(DATASET EXTRACT begins)

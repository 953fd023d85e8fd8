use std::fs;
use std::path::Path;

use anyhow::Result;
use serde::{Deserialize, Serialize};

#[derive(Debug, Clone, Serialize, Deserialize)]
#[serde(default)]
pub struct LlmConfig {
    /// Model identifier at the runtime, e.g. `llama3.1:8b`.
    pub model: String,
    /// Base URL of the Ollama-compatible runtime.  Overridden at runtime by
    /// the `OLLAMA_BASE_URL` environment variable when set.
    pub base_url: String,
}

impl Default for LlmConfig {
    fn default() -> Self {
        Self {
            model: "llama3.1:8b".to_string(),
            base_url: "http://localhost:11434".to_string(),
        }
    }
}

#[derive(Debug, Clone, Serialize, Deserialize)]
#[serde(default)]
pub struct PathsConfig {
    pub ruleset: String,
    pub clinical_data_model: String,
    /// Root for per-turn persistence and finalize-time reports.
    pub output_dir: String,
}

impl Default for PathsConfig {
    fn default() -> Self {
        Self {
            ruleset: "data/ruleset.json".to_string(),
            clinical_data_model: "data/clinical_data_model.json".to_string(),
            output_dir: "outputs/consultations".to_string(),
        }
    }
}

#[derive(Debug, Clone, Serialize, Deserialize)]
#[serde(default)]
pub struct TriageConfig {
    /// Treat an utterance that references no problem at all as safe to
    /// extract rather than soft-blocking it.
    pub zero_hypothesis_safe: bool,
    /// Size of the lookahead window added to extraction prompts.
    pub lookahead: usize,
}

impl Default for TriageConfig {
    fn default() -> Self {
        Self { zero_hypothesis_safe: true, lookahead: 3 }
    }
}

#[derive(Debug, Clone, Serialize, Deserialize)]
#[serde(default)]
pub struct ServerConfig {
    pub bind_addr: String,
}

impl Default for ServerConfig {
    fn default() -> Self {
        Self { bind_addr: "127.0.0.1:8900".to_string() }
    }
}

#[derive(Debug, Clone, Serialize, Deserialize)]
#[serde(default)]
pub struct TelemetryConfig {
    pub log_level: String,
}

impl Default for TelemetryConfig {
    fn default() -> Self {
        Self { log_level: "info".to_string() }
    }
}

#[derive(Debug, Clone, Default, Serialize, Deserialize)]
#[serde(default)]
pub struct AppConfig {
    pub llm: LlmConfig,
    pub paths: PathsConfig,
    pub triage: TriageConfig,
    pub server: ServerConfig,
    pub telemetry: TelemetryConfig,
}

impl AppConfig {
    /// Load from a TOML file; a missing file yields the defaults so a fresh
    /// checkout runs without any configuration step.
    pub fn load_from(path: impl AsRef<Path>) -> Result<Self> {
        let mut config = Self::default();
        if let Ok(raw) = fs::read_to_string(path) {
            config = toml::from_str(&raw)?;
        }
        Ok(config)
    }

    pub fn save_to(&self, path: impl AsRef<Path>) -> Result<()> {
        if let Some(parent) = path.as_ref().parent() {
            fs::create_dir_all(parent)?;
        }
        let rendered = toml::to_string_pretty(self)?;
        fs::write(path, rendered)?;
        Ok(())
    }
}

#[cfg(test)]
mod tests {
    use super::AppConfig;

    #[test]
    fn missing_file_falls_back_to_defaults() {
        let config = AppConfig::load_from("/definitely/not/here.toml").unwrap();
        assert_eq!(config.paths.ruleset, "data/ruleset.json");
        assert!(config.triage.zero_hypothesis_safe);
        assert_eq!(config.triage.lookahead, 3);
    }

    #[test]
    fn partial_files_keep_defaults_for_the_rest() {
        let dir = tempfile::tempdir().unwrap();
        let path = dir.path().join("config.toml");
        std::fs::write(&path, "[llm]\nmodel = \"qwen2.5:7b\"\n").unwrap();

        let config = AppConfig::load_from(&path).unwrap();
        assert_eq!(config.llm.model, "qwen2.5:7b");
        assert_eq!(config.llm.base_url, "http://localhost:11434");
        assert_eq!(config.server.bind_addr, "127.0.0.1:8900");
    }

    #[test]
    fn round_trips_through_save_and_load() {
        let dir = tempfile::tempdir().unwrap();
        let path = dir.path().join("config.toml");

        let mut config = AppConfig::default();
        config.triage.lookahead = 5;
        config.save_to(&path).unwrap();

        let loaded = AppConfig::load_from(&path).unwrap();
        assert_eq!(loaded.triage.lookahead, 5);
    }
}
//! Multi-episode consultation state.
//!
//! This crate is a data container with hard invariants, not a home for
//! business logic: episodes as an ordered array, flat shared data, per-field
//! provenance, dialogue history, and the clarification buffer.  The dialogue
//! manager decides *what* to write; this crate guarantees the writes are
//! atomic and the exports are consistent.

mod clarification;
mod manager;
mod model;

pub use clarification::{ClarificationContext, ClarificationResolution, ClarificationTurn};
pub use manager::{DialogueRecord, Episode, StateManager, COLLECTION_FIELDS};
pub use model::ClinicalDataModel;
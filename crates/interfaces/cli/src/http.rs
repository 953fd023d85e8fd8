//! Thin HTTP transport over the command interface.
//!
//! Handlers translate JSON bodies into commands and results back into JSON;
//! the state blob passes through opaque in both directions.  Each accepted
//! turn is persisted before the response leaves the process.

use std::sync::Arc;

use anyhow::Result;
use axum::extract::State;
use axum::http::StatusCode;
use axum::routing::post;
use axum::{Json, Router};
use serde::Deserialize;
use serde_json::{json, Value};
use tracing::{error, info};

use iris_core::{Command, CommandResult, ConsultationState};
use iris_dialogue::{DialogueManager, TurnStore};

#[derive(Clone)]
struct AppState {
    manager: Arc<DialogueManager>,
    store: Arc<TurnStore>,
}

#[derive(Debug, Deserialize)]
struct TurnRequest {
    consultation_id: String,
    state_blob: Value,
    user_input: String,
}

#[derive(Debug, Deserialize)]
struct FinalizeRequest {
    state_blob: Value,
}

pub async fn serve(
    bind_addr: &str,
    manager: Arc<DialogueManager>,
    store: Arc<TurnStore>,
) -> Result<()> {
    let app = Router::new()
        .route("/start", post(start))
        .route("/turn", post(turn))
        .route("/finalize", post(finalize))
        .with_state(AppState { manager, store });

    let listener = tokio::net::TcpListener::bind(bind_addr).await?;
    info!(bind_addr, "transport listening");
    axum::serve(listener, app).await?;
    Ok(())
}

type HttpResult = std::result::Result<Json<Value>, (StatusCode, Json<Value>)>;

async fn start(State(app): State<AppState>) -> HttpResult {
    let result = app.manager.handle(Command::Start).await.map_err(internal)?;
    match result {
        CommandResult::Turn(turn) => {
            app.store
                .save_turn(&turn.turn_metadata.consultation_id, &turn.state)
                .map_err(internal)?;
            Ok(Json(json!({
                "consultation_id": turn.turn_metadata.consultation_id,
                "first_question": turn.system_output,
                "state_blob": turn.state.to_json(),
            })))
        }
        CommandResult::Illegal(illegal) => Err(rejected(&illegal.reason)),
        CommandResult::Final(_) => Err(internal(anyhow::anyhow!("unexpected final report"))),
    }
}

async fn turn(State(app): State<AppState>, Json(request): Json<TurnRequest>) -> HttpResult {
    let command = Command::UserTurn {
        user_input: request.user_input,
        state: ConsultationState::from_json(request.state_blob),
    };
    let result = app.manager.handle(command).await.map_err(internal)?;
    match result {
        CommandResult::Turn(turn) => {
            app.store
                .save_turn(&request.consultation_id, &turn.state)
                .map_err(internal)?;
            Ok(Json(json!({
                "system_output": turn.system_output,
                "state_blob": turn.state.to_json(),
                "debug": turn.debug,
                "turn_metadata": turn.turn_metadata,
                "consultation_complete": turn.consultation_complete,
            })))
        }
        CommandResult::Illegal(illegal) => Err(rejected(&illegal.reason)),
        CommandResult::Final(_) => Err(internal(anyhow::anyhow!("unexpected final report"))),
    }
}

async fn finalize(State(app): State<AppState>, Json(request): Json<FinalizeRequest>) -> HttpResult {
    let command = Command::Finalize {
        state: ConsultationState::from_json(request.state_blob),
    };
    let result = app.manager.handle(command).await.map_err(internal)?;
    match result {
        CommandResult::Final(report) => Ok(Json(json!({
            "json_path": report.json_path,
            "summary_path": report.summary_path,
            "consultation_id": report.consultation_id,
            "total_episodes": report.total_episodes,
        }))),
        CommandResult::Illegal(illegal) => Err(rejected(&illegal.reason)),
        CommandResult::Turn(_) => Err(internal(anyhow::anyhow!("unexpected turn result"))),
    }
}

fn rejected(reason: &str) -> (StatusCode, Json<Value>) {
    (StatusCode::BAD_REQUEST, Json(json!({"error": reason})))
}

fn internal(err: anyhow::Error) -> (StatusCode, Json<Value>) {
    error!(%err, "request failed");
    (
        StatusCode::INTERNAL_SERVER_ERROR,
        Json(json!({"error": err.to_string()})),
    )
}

(DATASET EXTRACT ends)
(DATASET EXTRACT begins)

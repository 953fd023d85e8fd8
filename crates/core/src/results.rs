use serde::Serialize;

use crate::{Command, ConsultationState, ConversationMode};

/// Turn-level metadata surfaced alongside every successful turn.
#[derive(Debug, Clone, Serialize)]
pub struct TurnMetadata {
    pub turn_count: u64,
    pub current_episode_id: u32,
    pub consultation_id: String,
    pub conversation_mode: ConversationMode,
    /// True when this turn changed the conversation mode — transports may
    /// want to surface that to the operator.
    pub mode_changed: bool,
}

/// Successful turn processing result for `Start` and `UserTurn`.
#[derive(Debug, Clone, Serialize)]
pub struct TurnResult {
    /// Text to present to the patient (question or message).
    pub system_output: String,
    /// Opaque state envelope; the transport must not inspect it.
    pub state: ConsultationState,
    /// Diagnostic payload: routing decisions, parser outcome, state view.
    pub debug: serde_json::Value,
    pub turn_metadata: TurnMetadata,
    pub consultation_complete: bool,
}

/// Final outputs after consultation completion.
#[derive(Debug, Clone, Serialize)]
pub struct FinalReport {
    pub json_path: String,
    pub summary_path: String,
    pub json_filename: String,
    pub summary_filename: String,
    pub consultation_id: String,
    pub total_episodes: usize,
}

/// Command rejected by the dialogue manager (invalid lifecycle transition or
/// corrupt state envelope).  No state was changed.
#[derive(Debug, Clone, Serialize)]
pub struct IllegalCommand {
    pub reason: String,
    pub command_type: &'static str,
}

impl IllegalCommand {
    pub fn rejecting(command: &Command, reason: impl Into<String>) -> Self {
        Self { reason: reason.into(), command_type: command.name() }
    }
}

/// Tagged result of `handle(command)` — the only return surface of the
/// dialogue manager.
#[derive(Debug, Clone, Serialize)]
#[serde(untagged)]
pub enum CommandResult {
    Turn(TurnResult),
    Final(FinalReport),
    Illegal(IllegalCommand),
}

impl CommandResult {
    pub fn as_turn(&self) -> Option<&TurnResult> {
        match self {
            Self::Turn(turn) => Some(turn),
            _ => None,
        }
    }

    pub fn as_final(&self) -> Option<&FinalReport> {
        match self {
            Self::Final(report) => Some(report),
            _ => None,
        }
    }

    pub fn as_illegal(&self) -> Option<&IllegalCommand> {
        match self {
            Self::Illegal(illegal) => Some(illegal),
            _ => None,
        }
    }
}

(DATASET EXTRACT ends)
(DATASET EXTRACT begins)

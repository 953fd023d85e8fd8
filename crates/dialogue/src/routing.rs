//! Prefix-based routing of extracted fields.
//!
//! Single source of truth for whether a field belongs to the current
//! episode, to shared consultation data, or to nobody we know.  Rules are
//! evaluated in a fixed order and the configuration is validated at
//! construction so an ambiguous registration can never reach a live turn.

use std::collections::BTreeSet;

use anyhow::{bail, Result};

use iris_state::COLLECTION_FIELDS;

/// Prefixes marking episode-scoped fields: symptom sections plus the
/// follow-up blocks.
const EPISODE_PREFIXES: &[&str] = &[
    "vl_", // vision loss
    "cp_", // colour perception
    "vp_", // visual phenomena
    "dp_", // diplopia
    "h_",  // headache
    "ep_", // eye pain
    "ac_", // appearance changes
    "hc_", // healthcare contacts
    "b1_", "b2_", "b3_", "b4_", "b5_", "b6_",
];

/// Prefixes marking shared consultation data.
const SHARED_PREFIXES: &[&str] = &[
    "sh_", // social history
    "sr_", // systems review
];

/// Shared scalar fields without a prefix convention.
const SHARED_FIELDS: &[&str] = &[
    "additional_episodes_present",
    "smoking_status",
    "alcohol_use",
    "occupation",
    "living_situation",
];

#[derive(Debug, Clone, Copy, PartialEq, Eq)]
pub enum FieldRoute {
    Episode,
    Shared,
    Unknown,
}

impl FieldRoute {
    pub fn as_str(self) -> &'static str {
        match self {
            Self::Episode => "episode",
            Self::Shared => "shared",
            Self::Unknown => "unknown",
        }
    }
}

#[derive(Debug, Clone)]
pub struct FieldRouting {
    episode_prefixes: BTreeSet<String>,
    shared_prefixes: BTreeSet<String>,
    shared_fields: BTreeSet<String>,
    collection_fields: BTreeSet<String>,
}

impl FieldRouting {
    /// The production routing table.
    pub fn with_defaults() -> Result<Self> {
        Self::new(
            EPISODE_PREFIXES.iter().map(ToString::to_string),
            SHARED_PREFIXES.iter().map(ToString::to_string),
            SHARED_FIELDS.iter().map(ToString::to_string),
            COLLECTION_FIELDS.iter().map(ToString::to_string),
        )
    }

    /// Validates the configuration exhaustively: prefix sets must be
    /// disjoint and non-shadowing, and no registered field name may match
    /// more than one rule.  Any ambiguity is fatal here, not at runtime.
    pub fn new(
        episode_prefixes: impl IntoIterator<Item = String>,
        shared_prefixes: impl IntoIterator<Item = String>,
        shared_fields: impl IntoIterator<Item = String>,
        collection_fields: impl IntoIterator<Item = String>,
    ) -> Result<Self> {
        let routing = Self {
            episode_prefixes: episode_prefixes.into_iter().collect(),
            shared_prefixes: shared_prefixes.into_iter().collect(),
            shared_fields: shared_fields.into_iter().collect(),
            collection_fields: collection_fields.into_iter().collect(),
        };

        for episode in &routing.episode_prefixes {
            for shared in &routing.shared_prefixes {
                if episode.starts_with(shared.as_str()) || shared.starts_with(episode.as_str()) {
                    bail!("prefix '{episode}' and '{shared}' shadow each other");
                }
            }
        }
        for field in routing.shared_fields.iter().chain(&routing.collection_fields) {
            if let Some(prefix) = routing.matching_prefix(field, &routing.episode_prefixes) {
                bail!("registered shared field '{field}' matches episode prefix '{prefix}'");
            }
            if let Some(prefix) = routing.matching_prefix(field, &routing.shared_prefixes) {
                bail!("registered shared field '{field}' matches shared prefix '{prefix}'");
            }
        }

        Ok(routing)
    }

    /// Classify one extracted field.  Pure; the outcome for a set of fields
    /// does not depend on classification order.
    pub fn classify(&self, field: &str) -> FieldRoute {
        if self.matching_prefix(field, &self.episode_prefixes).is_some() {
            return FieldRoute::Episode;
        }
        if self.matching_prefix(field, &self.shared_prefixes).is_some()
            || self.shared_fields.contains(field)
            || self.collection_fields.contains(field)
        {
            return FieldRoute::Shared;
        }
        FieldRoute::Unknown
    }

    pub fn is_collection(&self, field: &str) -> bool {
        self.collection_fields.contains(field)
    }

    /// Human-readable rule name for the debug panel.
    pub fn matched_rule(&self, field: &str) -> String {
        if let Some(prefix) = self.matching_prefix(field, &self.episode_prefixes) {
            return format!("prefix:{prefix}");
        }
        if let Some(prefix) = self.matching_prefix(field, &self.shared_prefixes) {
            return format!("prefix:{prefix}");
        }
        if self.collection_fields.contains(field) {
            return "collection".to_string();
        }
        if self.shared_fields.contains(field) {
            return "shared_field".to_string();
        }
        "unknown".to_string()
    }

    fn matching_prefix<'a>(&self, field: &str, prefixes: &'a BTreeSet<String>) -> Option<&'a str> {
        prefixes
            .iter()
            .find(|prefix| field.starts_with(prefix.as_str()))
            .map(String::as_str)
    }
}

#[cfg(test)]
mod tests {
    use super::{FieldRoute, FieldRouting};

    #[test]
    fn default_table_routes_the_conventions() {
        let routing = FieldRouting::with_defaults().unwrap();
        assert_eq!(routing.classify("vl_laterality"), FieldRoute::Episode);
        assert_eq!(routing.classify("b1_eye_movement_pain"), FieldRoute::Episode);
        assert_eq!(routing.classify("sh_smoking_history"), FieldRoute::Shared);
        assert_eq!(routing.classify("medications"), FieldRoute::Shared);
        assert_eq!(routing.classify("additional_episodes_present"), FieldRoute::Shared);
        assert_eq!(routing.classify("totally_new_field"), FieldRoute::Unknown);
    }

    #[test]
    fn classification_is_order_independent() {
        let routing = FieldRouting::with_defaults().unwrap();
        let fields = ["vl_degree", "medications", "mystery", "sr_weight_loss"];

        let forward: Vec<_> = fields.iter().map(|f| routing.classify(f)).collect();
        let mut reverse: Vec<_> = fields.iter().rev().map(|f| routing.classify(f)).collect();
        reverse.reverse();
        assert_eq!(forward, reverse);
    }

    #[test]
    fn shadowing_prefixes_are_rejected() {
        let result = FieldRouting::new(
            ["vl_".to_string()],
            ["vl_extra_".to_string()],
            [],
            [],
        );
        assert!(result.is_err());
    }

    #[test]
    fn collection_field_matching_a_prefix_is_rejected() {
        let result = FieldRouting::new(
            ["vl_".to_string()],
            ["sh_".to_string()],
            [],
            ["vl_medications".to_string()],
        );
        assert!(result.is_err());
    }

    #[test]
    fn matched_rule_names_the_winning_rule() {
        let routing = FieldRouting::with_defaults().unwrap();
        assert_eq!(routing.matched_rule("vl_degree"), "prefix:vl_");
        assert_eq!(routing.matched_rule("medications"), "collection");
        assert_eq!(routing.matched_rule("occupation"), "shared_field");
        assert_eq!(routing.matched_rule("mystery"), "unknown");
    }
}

(DATASET EXTRACT ends)

In the material above, find the line containing "shared consultation data." and the line containing "pub fn as_str(self)", then write out exactly those two lines and every line between them, and nothing more.

*RESPONSE FOR THIS EXERCISE:*
/// Prefixes marking shared consultation data.
const SHARED_PREFIXES: &[&str] = &[
    "sh_", // social history
    "sr_", // systems review
];

/// Shared scalar fields without a prefix convention.
const SHARED_FIELDS: &[&str] = &[
    "additional_episodes_present",
    "smoking_status",
    "alcohol_use",
    "occupation",
    "living_situation",
];

#[derive(Debug, Clone, Copy, PartialEq, Eq)]
pub enum FieldRoute {
    Episode,
    Shared,
    Unknown,
}

impl FieldRoute {
    pub fn as_str(self) -> &'static str {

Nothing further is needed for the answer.